Une salle du tribunal des prud'hommes à Marseille.
Une salle du tribunal des prud'hommes à Marseille. - p.magnien / 20 minutes

amandine rancoule

Trois salariés d'une société de sécurité liquidée en juin 2012 vont déposer dans les prochains jours une plainte contre l'Etat pour « non assistance à personne en danger ». Sans salaires depuis 2011, ils ne peuvent demander d'aides sociales car « ils n'ont aucun document » prouvant leur licenciement.

« Une situation tendue »
Ils réclament devant le conseil des prud'hommes la reconnaissance du « licenciement abusif ». Leur dossier a été renvoyé en février 2014 à une audience de départage.

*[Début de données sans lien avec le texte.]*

#![deny(unsafe_code)]
#![deny(missing_docs)]
#![deny(rustdoc::broken_intra_doc_links)]

//! # Overview
//!
//! `mounts` decides which group folders a user sees and with which top-level
//! permission and remaining quota. The result is a list of
//! [`MountDescriptor`]s the host attaches to the user's filesystem view.
//!
//! # Design
//!
//! - [`MountResolver`] combines a registry snapshot with the user's groups
//!   from the [`Directory`](folders::Directory) and usage from a
//!   [`UsageProvider`].
//! - [`StorageRoot`] is prepared lazily on first use, exactly once, and gives
//!   each folder a storage directory named after its id.
//!
//! # Invariants
//!
//! - A user row replaces group masks; without one, masks of every applicable
//!   group the user belongs to are unioned.
//! - A zero top-level mask hides a folder unless ACLs are enabled on it.
//! - Remaining quota is never negative; unlimited folders report no cap.
//! - A membership, usage or storage failure fails the whole resolution.
//!
//! # Examples
//!
//! ```
//! use std::sync::Arc;
//!
//! use folders::{FolderRegistry, MemoryDirectory};
//! use mounts::{MemoryUsage, MountResolver};
//! use permissions::PermissionMask;
//!
//! let registry = FolderRegistry::new();
//! let id = registry.create_folder("Marketing").unwrap();
//! registry.set_group_permissions(id, "staff", PermissionMask::READ).unwrap();
//! registry.set_quota(id, 1_000).unwrap();
//!
//! let directory = Arc::new(MemoryDirectory::new());
//! directory.add_member("staff", "alice");
//! let usage = Arc::new(MemoryUsage::new());
//! usage.set(id, 400);
//!
//! let resolver = MountResolver::new(directory, usage);
//! let mounts = resolver.mounts_for_user(&registry, "alice").unwrap();
//! assert_eq!(mounts.len(), 1);
//! assert_eq!(mounts[0].effective_permission, PermissionMask::READ);
//! assert_eq!(mounts[0].quota_remaining, Some(600));
//! ```

mod error;
mod resolver;
mod root;
mod usage;

pub use error::{MountError, MountResult};
pub use resolver::{MountDescriptor, MountOptions, MountResolver, visible_permission};
pub use root::StorageRoot;
pub use usage::{DiskUsage, MemoryUsage, UsageProvider};
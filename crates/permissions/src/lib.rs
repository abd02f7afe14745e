#![deny(unsafe_code)]
#![deny(missing_docs)]
#![deny(rustdoc::broken_intra_doc_links)]

//! # Overview
//!
//! `permissions` holds the value types shared by every layer of the group
//! folder engine: the [`PermissionMask`] bitfield, the [`Mapping`] that names
//! the user or group a rule applies to, and the [`FolderId`] handle.
//!
//! # Design
//!
//! [`PermissionMask`] wraps a `u32` and exposes one associated constant per
//! permission bit. The bit values match the host's file permission constants
//! (`READ = 1`, `UPDATE = 2`, `CREATE = 4`, `DELETE = 8`, `SHARE = 16`), so a
//! mask can cross the storage boundary unchanged. [`KnownPermission`] offers a
//! strongly typed view of single bits for iteration and parsing.
//!
//! # Invariants
//!
//! - A [`PermissionMask`] never holds bits outside [`PermissionMask::ALL`].
//! - Equality is bit equality; composition is plain union and intersection.
//!
//! # Examples
//!
//! ```
//! use permissions::{Mapping, PermissionMask};
//!
//! let mask: PermissionMask = "rw".parse().unwrap();
//! assert!(mask.contains(PermissionMask::READ));
//! assert_eq!(mask | PermissionMask::SHARE, "read|update|share".parse().unwrap());
//!
//! let staff: Mapping = "@staff".parse().unwrap();
//! assert_eq!(staff.to_string(), "group:staff");
//! ```

mod id;
mod iter;
mod known;
mod mapping;
mod mask;
mod parse;

pub use id::FolderId;
pub use iter::KnownPermissionsIter;
pub use known::KnownPermission;
pub use mapping::{Mapping, MappingType};
pub use mask::PermissionMask;

/// Error returned when a permission mask cannot be parsed or converted.
#[derive(Debug, Clone, PartialEq, Eq, thiserror::Error)]
pub enum ParseMaskError {
    /// The input was empty.
    #[error("permission mask is empty")]
    Empty,
    /// The numeric value carries bits outside the defined range.
    #[error("permission bits {0} are outside the defined range 0..=31")]
    OutOfRange(u32),
    /// A compact-notation letter is not recognised.
    #[error("unknown permission letter '{0}'")]
    UnknownLetter(char),
    /// A permission name or token is not recognised.
    #[error("unknown permission '{0}'")]
    Invalid(String),
}

/// Error returned when a [`Mapping`] cannot be parsed.
#[derive(Debug, Clone, PartialEq, Eq, thiserror::Error)]
pub enum ParseMappingError {
    /// The input has no `type:` prefix.
    #[error("mapping '{0}' must be written as user:<id>, group:<id> or @<group>")]
    MissingSeparator(String),
    /// The prefix is neither `user` nor `group`.
    #[error("unknown mapping type '{0}'")]
    UnknownType(String),
    /// The id part is empty.
    #[error("mapping '{0}' has an empty id")]
    EmptyId(String),
}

Cette audience se tient lorsque les conseillers ne sont pas d'accord pour rendre un jugement à l'unanimité. Le code du travail prévoit alors de faire appel à un juge d'instance pour une audience de départage. A l'annonce de la nouvelle date, un des trois salariés aurait tenté de se suicider en s'enfonçant un stylo dans la carotide. « J'en veux au système, à la justice qui ne respecte pas les lois, souligne Kouder, un ex-salarié. L'audience de départage doit se tenir un mois après, pas 14 mois plus tard .» « Très peu de conseil des prud'hommes peuvet appliquer cette loi », avoue-t-on aux prud'hommes de Marseille. Devant la juridiction, sur 8 300 dossiers en instance au 1er novembre, 1 640 dossiers sont actuellement en départage. « La situation est particulièrement tendue, souligne Daniel Giler, le président. Depuis 2011, nous sommes submergés par les dossiers de l'amiante ». Beaucoup d'entreprises ont travaillé avec la matière, notamment sur les chantiers navals de La Ciotat. « Nous n'arrivons pas à quantifier le préjudice d'anxiété des salariés qui ont été en contact avec l'amiante. Les dossiers sont souvent renvoyés en audience de départage », ajoute le président. Sur les 1 640 dossiers en départage, 1 000 concernent l'amiante. Pour expliquer cet embouteillage aux prud'hommes, un juge dénonce également les renvois d'audience « systématique à la demande des avocats. C'est un non-respect du client et des institutions, estime-t-il. Il manque aussi du personnel, entre quatre et six greffiers. » Le manque de moyens se ressent aussi chez les juges départiteurs. De janvier à septembre, un seul juge contre quatre habituellement a traité les audiences. Depuis octobre ils sont trois, mais seulement jusqu'en décembre. La cour d'appel d'Aix devra alors décider d'attribuer ou pas des juges aux prud'hommes.